Friday, September 29, 2006
As I’m often found eating expired (or at least past prime) candy, it was a wonderful comment on the Skittles Fresh Mint post that breaks the code on the package of Mars products. Reader Dave posted the code in the comments and I’m putting it here for everyone to use.
Here’s how do figure out when that candy was made:
The date of packaging is within the first three digits of the code - the first digit is the last number of the year and the next two are the week of the year.
So, the Milky Way bar I have in front of me says:
That means it was made in the 20th week of 2006 - or sometime between May 14th to the 21st. Pretty fresh.
The Milky Way Dark I have says:
That means it was made in the 14th week of 2006 - or sometime between April 2nd to the 9th. Not bad.
This seems to work with Canadian Mars products too, as this is what the Mars Dark says:
That means it was made the 35th week of 2005 ... hmm, sometime between August 26th and September 2nd. That’s a little old. But I it must have been stored properly as it was still fresh and tasty.
The week of the year thing is a little tricky unless you have a payroll calendar nearby, so a quick and easy way to approximate the month is to divide the week by four (it gets less reliable the higher the number because there’s usually a fraction of a week left in the month).

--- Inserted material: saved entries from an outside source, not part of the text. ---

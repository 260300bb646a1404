use std::{fs::File, io::Read, path::Path};

use sha2::{Digest, Sha256};

/// Compute the SHA-256 hex digest for a local file.
pub fn sha256_file(path: &Path) -> Result<String, std::io::Error> {
    let mut file = File::open(path)?;
    let mut hasher = Sha256::new();
    let mut buf = [0u8; 64 * 1024];
    loop {
        let read = file.read(&mut buf)?;
        if read == 0 {
            break;
        }
        hasher.update(&buf[..read]);
    }
    Ok(format!("{:x}", hasher.finalize()))
}
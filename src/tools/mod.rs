//! External tool contracts and their subprocess-backed implementations.
//!
//! The search and predict tools are opaque executables. The driver only talks
//! to them through [`SearchTool`] and [`PredictTool`], which keeps the pipeline
//! testable with in-process stand-ins.

mod environment;
mod predict;
mod process;
mod search;

use std::path::{Path, PathBuf};

use crate::logging::UnitLog;

pub use environment::{EnvironmentError, check_environment, resolve_executable};
pub use predict::PredictCommand;
pub use search::SearchCommand;

/// Environment variable used to pin both tools to one accelerator.
pub const ACCELERATOR_ENV: &str = "CUDA_VISIBLE_DEVICES";

#[derive(Debug, thiserror::Error)]
pub enum ToolError {
    #[error("Failed to start {tool} ({program}): {source}")]
    Spawn {
        tool: &'static str,
        program: PathBuf,
        source: std::io::Error,
    },
    #[error("{tool} exited with {status}")]
    Failed { tool: &'static str, status: String },
}

/// Sequence search: reads `input`, writes one or more `*.a3m` into `work_dir`.
pub trait SearchTool {
    fn search(&self, input: &Path, work_dir: &Path, log: &mut UnitLog) -> Result<(), ToolError>;
}

/// Structure prediction: reads a search result, writes into `out_dir`.
pub trait PredictTool {
    fn predict(
        &self,
        search_result: &Path,
        out_dir: &Path,
        log: &mut UnitLog,
    ) -> Result<(), ToolError>;
}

The UK Mars bar I have simply has an expiration date on it (12-11-06). I’m not sure if that’s the European date style (November 12th, 2006) or the American (December 11, 2006) but at least neither of them have passed yet.
I’m not quite sure what possessed me to do this array of bars, but here it is. Readers write in and ask what sorts of American candy they should take with them as hostess gifts or ship to friends overseas as quintessential American bars. The Milky Way is right up there, as one of the earliest bars that Mars developed (1923).
It’s a bar that I should love, after all, it’s supposed to be a malted milkshake in a bar.
There are several iterations of this bar both here and abroad. I got a hold of the American versions of both the milk chocolate and dark versions and the UK Mars (milk chocolate) and Canadian Mars Dark (dark chocolate).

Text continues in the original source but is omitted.